Amazon Web  Services Vice President Sandra “Sandy” Carter joined host Aileen Black on Leaders and Legends to discuss being an authentic leader in these challenging times. She was a general manager at IBM from 2013 to 2016, and in April 2017 she became a vice president at Amazon Web Services.

Carter’s authenticity is a big part of her leadership style saying, “I don’t try to hide the fact that I am a technologist, I like to say that I’m a geek girl, and I really love it. I don’t hide the fact that I am a woman. I still wear pink. In fact, if you could see me right now I am wearing pink. I truly try to be who I am at all times, and not try to be someone who I’m not.”

She shared an “AHA!” moment that she experienced shortly after joining AWS, when she made what she called a pretty big mistake.

“One of my bosses asked me to come and present in our leadership meeting how I made this mistake.  This meeting was not a small leadership meeting. Hundreds of people were in the room and there’s people listening from all over the world,” she said. “My leadership wanted me to come and share my mistake and how I’d gotten through it. I had seen this happen before with some other folks but no one at my level, and no one who really had shared something like this before.”

It was a real leadership challenge for her, as she feared being branded a failure or making a mistake only six months into her tenure, but Carter listened to her boss, and shared her experience as well as how she changed the situation.

“Then other teams raised their hand and to say, ‘Hey, I had that situation, too. I’m going to use your best practice.’ And the bottom line was, it ended up that all these other teams wanted to know how I could do it, and how I could share that with them,” she said. “It really taught me a lot about failure. You know, people always say that you learn the most from your failures. But typically, you don’t want that to be so visible. And for me, this was a big challenge, something I got through and was very encouraged, because my boss had challenged me to do it in such a way that led to great outcome. “

When asked why she is able to stay so positive and passionate about her job, Carter said it’s easy because she has an amazing team and “the best job in the world.”

Having a good network around energizes her. She pointed out a necklace she always wears, which has a stone in the center of several smaller stones.
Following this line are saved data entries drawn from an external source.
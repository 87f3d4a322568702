//! One orchestration run.
//!
//! The driver ties the stages together in their fixed order: repositories
//! are synchronized once, then releases are installed strictly one after
//! another in configuration order. Nothing runs concurrently; release order
//! in the configuration is the install-order contract.

use chrono::{DateTime, Utc};
use serde::Serialize;
use tracing::info;

use crate::command::CommandRunner;
use crate::config::{ClusterConfig, DeploymentMethod};
use crate::error::Result;
use crate::installer::{Installer, ReleaseReport, RunOptions};
use crate::repos::RepositorySynchronizer;

/// Runs repository sync and release installation for one configuration.
pub struct Driver<'a, R: CommandRunner + ?Sized> {
    runner: &'a R,
    options: &'a RunOptions,
}

/// Summary of a completed run.
#[derive(Debug, Clone, Serialize)]
pub struct InstallReport {
    /// Cluster name.
    pub cluster: String,
    /// Whether this was a dry run.
    pub dry_run: bool,
    /// When the run started.
    pub started_at: DateTime<Utc>,
    /// When the run finished.
    pub finished_at: DateTime<Utc>,
    /// Number of repositories synchronized.
    pub repositories: usize,
    /// Per-release results, in install order.
    pub releases: Vec<ReleaseReport>,
}

/// A command a run would issue, rendered with secrets masked.
#[derive(Debug, Clone, PartialEq, Eq, Serialize)]
pub struct PlannedCommand {
    /// Repository or release the command belongs to, `None` for global
    /// commands.
    pub scope: Option<String>,
    /// Rendered command line.
    pub command: String,
}

impl<'a, R: CommandRunner + ?Sized> Driver<'a, R> {
    /// Creates a driver.
    #[must_use]
    pub const fn new(runner: &'a R, options: &'a RunOptions) -> Self {
        Self { runner, options }
    }

    /// Synchronizes repositories, then installs every release.
    ///
    /// # Errors
    ///
    /// Returns the first repository or release failure; later stages do not
    /// run.
    pub async fn run(&self, config: &ClusterConfig) -> Result<InstallReport> {
        let started_at = Utc::now();
        info!(
            "Deploying {} release(s) to cluster '{}'",
            config.releases.len(),
            config.name
        );

        RepositorySynchronizer::new(self.runner, &self.options.helm_bin)
            .sync(&config.helm.repos)
            .await?;

        let releases = Installer::new(self.runner, config, self.options)
            .install_all()
            .await?;

        Ok(InstallReport {
            cluster: config.name.clone(),
            dry_run: self.options.dry_run,
            started_at,
            finished_at: Utc::now(),
            repositories: config.helm.repos.len(),
            releases,
        })
    }

    /// Lists the commands [`Driver::run`] would issue, without running any.
    ///
    /// Override files are resolved against the current filesystem, so the
    /// listing reflects exactly what a run right now would pass.
    ///
    /// # Errors
    ///
    /// Returns an error if a repository credential cannot be resolved.
    pub fn plan(&self, config: &ClusterConfig) -> Result<Vec<PlannedCommand>> {
        let repos = RepositorySynchronizer::new(self.runner, &self.options.helm_bin);
        let mut commands = Vec::new();

        for repo in &config.helm.repos {
            commands.push(PlannedCommand {
                scope: Some(repo.name.clone()),
                command: repos.add_invocation(repo)?.render(),
            });
        }
        commands.push(PlannedCommand {
            scope: None,
            command: repos.update_invocation().render(),
        });

        let installer = Installer::new(self.runner, config, self.options);
        let resolver = installer.resolver();
        for release in &config.releases {
            let overrides = resolver.resolve(release);
            let invocations = match release.deployment_method {
                DeploymentMethod::Helm => vec![installer.upgrade_invocation(release, &overrides)],
                DeploymentMethod::Kubectl => {
                    let mut steps = vec![
                        installer.fetch_invocation(release),
                        installer.template_invocation(release, &overrides),
                    ];
                    if !self.options.dry_run {
                        steps.push(installer.apply_invocation());
                    }
                    steps
                }
            };
            commands.extend(invocations.into_iter().map(|invocation| PlannedCommand {
                scope: Some(release.name.clone()),
                command: invocation.render(),
            }));
        }

        Ok(commands)
    }
}

impl InstallReport {
    /// Total `kubectl apply` runs across releases.
    #[must_use]
    pub fn apply_attempts(&self) -> usize {
        self.releases.iter().map(|r| usize::from(r.apply_attempts)).sum()
    }

    /// Total override warnings across releases.
    #[must_use]
    pub fn warning_count(&self) -> usize {
        self.releases.iter().map(|r| r.warnings.len()).sum()
    }
}

#[cfg(test)]
mod tests {
    use super::*;
    use crate::command::testing::RecordingRunner;
    use crate::config::ConfigParser;

    const CONFIG: &str = r"
name: prod-east
helm:
  repos:
    - name: stable
      url: https://charts.example.com/stable
    - name: private
      url: https://charts.example.com/private
      username: deploy
      password: hunter2
releases:
  - name: crds
    chart_path: private/crds
    version: 0.3.0
    deployment_method: kubectl
  - name: ingress
    chart_path: stable/nginx-ingress
    version: 1.41.3
    namespace: ingress
    overrides:
      - target: controller.token
        value: abc123
";

    fn config() -> ClusterConfig {
        ConfigParser::new()
            .parse_yaml(CONFIG, None)
            .expect("test config parses")
    }

    #[tokio::test]
    async fn test_run_order() {
        let runner = RecordingRunner::new();
        let options = RunOptions::default();

        let report = Driver::new(&runner, &options)
            .run(&config())
            .await
            .expect("run succeeds");

        let sequence: Vec<String> = runner
            .calls_matching(&[])
            .into_iter()
            .map(|c| c.argv[..3].join(" "))
            .collect();
        assert_eq!(
            sequence,
            vec![
                "helm repo add",
                "helm repo add",
                "helm repo update",
                "helm fetch --version",
                "helm template --name",
                "kubectl apply --filename",
                "helm upgrade --install",
            ]
        );
        assert_eq!(report.repositories, 2);
        assert_eq!(report.releases.len(), 2);
        assert_eq!(report.apply_attempts(), 1);
        assert_eq!(report.warning_count(), 0);
    }

    #[tokio::test]
    async fn test_repo_failure_skips_releases() {
        let runner = RecordingRunner::new().script(&["helm", "repo", "update"], vec![Err(1)]);
        let options = RunOptions::default();

        let err = Driver::new(&runner, &options)
            .run(&config())
            .await
            .expect_err("repo update fails");

        assert!(err.to_string().contains("updating Helm repos"));
        assert!(runner.calls_matching(&["helm", "upgrade"]).is_empty());
        assert!(runner.calls_matching(&["helm", "fetch"]).is_empty());
    }

    #[test]
    fn test_plan_masks_secrets_and_runs_nothing() {
        let runner = RecordingRunner::new();
        let options = RunOptions {
            dry_run: true,
            ..RunOptions::default()
        };

        let plan = Driver::new(&runner, &options)
            .plan(&config())
            .expect("plan succeeds");

        assert!(runner.calls_matching(&[]).is_empty());
        assert_eq!(plan.len(), 6);
        assert!(plan.iter().all(|p| !p.command.contains("hunter2")));
        assert!(plan.iter().all(|p| !p.command.contains("abc123")));
        assert!(plan.iter().all(|p| !p.command.starts_with("kubectl")));
        assert_eq!(plan[2].scope, None);
        assert!(plan[5].command.ends_with("--dry-run"));
    }
}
“My grandmother gave me this necklace to say that you’re in the center — you can’t sparkle, you can’t shine, you can’t glitter without that support network around you. You need that family, that team, those friends, you need all of that in order to be successful. That’s the way I’ve maintained my energy and my positive thinking,” she said.
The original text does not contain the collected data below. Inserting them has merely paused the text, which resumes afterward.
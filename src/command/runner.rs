//! Subprocess execution.
//!
//! [`CommandRunner`] is the seam between orchestration and the operating
//! system. [`ProcessRunner`] is the production implementation; it spawns one
//! child per call, waits for it, and never retries.

use std::process::Stdio;

use async_trait::async_trait;
use tokio::io::AsyncWriteExt;
use tokio::process::Command;
use tracing::{debug, warn};

use crate::error::ExecError;

use super::builder::Invocation;

/// Captured output of a successful process.
#[derive(Debug, Clone, Default, PartialEq, Eq)]
pub struct Output {
    /// Standard output, empty unless captured.
    pub stdout: Vec<u8>,
    /// Standard error, empty unless captured.
    pub stderr: Vec<u8>,
}

impl Output {
    /// Returns standard output as text, replacing invalid UTF-8.
    #[must_use]
    pub fn stdout_lossy(&self) -> String {
        String::from_utf8_lossy(&self.stdout).into_owned()
    }
}

/// Runs invocations as subprocesses.
#[async_trait]
pub trait CommandRunner: Send + Sync {
    /// Runs one invocation to completion.
    ///
    /// With `capture_output` the child's stdout and stderr are collected and
    /// returned; otherwise they go straight to this process's streams. When
    /// `stdin` is given it is written to the child and the pipe closed.
    ///
    /// # Errors
    ///
    /// Returns [`ExecError::Spawn`] if the process cannot start and
    /// [`ExecError::Failed`] if it exits with a nonzero status.
    async fn run(
        &self,
        invocation: &Invocation,
        capture_output: bool,
        stdin: Option<&[u8]>,
    ) -> Result<Output, ExecError>;
}

/// Runs invocations with `tokio::process`.
#[derive(Debug, Clone, Copy, Default)]
pub struct ProcessRunner;

impl ProcessRunner {
    /// Creates a new process runner.
    #[must_use]
    pub const fn new() -> Self {
        Self
    }
}

#[async_trait]
impl CommandRunner for ProcessRunner {
    async fn run(
        &self,
        invocation: &Invocation,
        capture_output: bool,
        stdin: Option<&[u8]>,
    ) -> Result<Output, ExecError> {
        debug!("Running: {invocation}");

        let program = invocation.program().to_string();
        let mut cmd = Command::new(&program);
        cmd.args(invocation.to_args());
        if let Some(dir) = invocation.current_dir() {
            cmd.current_dir(dir);
        }

        cmd.stdin(if stdin.is_some() {
            Stdio::piped()
        } else {
            Stdio::inherit()
        });
        if capture_output {
            cmd.stdout(Stdio::piped()).stderr(Stdio::piped());
        } else {
            cmd.stdout(Stdio::inherit()).stderr(Stdio::inherit());
        }

        let mut child = cmd.spawn().map_err(|source| ExecError::Spawn {
            program: program.clone(),
            source,
        })?;

        // Feed stdin concurrently so a child filling its stdout pipe cannot
        // stall on us.
        let writer = match (stdin, child.stdin.take()) {
            (Some(input), Some(mut pipe)) => {
                let input = input.to_vec();
                Some(tokio::spawn(async move {
                    let written = pipe.write_all(&input).await;
                    drop(pipe);
                    written
                }))
            }
            _ => None,
        };

        let output = child
            .wait_with_output()
            .await
            .map_err(|source| ExecError::Spawn {
                program: program.clone(),
                source,
            })?;

        if let Some(writer) = writer {
            match writer.await {
                Ok(Ok(())) => {}
                Ok(Err(e)) => warn!("Could not write all input to '{program}': {e}"),
                Err(e) => warn!("Input writer for '{program}' did not complete: {e}"),
            }
        }

        if output.status.success() {
            debug!("'{program}' exited successfully");
            Ok(Output {
                stdout: output.stdout,
                stderr: output.stderr,
            })
        } else {
            Err(ExecError::Failed {
                program,
                exit_code: output.status.code(),
                stderr: String::from_utf8_lossy(&output.stderr).into_owned(),
            })
        }
    }
}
Carter described hiring great people as the most important thing an effective leader can do. In fact, she said she tries to over-hire for the role, bringing on people who are smarter than her. Investing in them, developing them out, growing them and giving them great big opportunities is the way to grow a business as well, she theorized — “be curious, create a sense of purpose on the team. And don’t be the smartest person in the room.”

Carter shared that her team is relationship-driven when working with their partners and customers.
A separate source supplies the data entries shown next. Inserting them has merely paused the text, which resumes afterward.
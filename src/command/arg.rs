//! Typed subprocess arguments.

/// Token printed in place of a secret value.
pub const SECRET_MASK: &str = "******";

/// The shape of a single argument.
#[derive(Debug, Clone, Copy, PartialEq, Eq)]
pub enum ArgKind {
    /// A literal token, passed as-is.
    Raw,
    /// `-<name> <value>`.
    ShortFlag,
    /// `--<name> <value>`.
    LongFlag,
}

/// One argument of a subprocess invocation.
///
/// Flags always carry a non-empty name and raw tokens never carry one; the
/// constructors are the only way to build an `Argument`.
#[derive(Debug, Clone, PartialEq, Eq)]
pub struct Argument {
    kind: ArgKind,
    name: Option<String>,
    value: String,
    secret: bool,
}

impl Argument {
    /// A literal token.
    #[must_use]
    pub fn raw(value: impl Into<String>) -> Self {
        Self {
            kind: ArgKind::Raw,
            name: None,
            value: value.into(),
            secret: false,
        }
    }

    /// A short flag with a value, e.g. `-f values.yaml`.
    #[must_use]
    pub fn short(name: &'static str, value: impl Into<String>) -> Self {
        debug_assert!(!name.is_empty(), "flag name must not be empty");
        Self::flag(ArgKind::ShortFlag, name.to_string(), value.into())
    }

    /// A long flag with a value, e.g. `--version 1.2.3`.
    #[must_use]
    pub fn long(name: &'static str, value: impl Into<String>) -> Self {
        debug_assert!(!name.is_empty(), "flag name must not be empty");
        Self::flag(ArgKind::LongFlag, name.to_string(), value.into())
    }

    /// A long flag that is omitted entirely when the value is unset.
    #[must_use]
    pub fn long_opt(name: &'static str, value: Option<impl Into<String>>) -> Option<Self> {
        value.map(|v| Self::long(name, v))
    }

    const fn flag(kind: ArgKind, name: String, value: String) -> Self {
        Self {
            kind,
            name: Some(name),
            value,
            secret: false,
        }
    }

    /// Marks the value as secret so it is masked when rendered.
    #[must_use]
    pub const fn secret(mut self) -> Self {
        self.secret = true;
        self
    }

    /// Returns the argument kind.
    #[must_use]
    pub const fn kind(&self) -> ArgKind {
        self.kind
    }

    /// Returns the flag name, `None` for raw tokens.
    #[must_use]
    pub fn name(&self) -> Option<&str> {
        self.name.as_deref()
    }

    /// Returns the literal value.
    #[must_use]
    pub fn value(&self) -> &str {
        &self.value
    }

    /// Returns true if the value must be masked in logs.
    #[must_use]
    pub const fn is_secret(&self) -> bool {
        self.secret
    }

    /// The argv tokens passed to the subprocess.
    #[must_use]
    pub fn tokens(&self) -> Vec<String> {
        self.tokens_with(&self.value)
    }

    /// The tokens shown in logs, with secret values masked.
    #[must_use]
    pub fn rendered_tokens(&self) -> Vec<String> {
        if self.secret {
            self.tokens_with(SECRET_MASK)
        } else {
            self.tokens()
        }
    }

    fn tokens_with(&self, value: &str) -> Vec<String> {
        let name = self.name.as_deref().unwrap_or_default();
        match self.kind {
            ArgKind::Raw => vec![value.to_string()],
            ArgKind::ShortFlag => vec![format!("-{name}"), value.to_string()],
            ArgKind::LongFlag => vec![format!("--{name}"), value.to_string()],
        }
    }
}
“Our job is to go out and meet with them and talk to them and listen to them and help them solve their problems. That was really hard during COVID, because all you had was virtual. So I tried to lead by example, and one of the things that I kicked off was 100 by 100 tour,” she said. “When I worked pre-Covid, I traveled to 87 different countries but this wasn’t physically possible now. The goal of my 100 by 100 tour was I wanted to meet with 100 partners in 100 days.”

She said it became a model for her teams and other teams and organizations, as a ways to connect. Sometimes that meant staying up until two o’clock or four o’clock in the morning because she wanted to make it convenient for the partner.

Carter is also the chairman of Girls in Tech, and very passionate about helping startups and other organizations find their way.

“No matter where you make it to whatever level you are, to be successful, you’ve got to reach back and pull others with you. I believe that’s what it’s all about is being active in your community. If you can’t pull others forward with you, if you can’t bring them along with you, you are not truly successful,” she said. “When you get to the top you’re going to be super lonely and I feel it’s our responsibility to pull others up and to support that next generation of leaders.”

She partners closely with Girls in Tech as well as other organizations to pull others up, which she said makes all the difference in the world.

Carter holds a Bachelor of Science in computer science from Duke and an MBA from Harvard.  She is fluent in eight programming languages and is the author of five books, including “The New Language of Business: SOA & Web 2.0,” which won the Platinum MarCom Award in 2008; and “The New Language of Marketing 2.0: Social Media,” which won the Silver Marketing Sherpa award in 2009.

She is also chairman of the board for the non-governmental organization WITI and an adjunct professor at Carnegie Mellon University. Carter is also a founder and CEO at Silicon-Blitz and has helped many start-ups and companies with technology, cognitive diversity and innovation.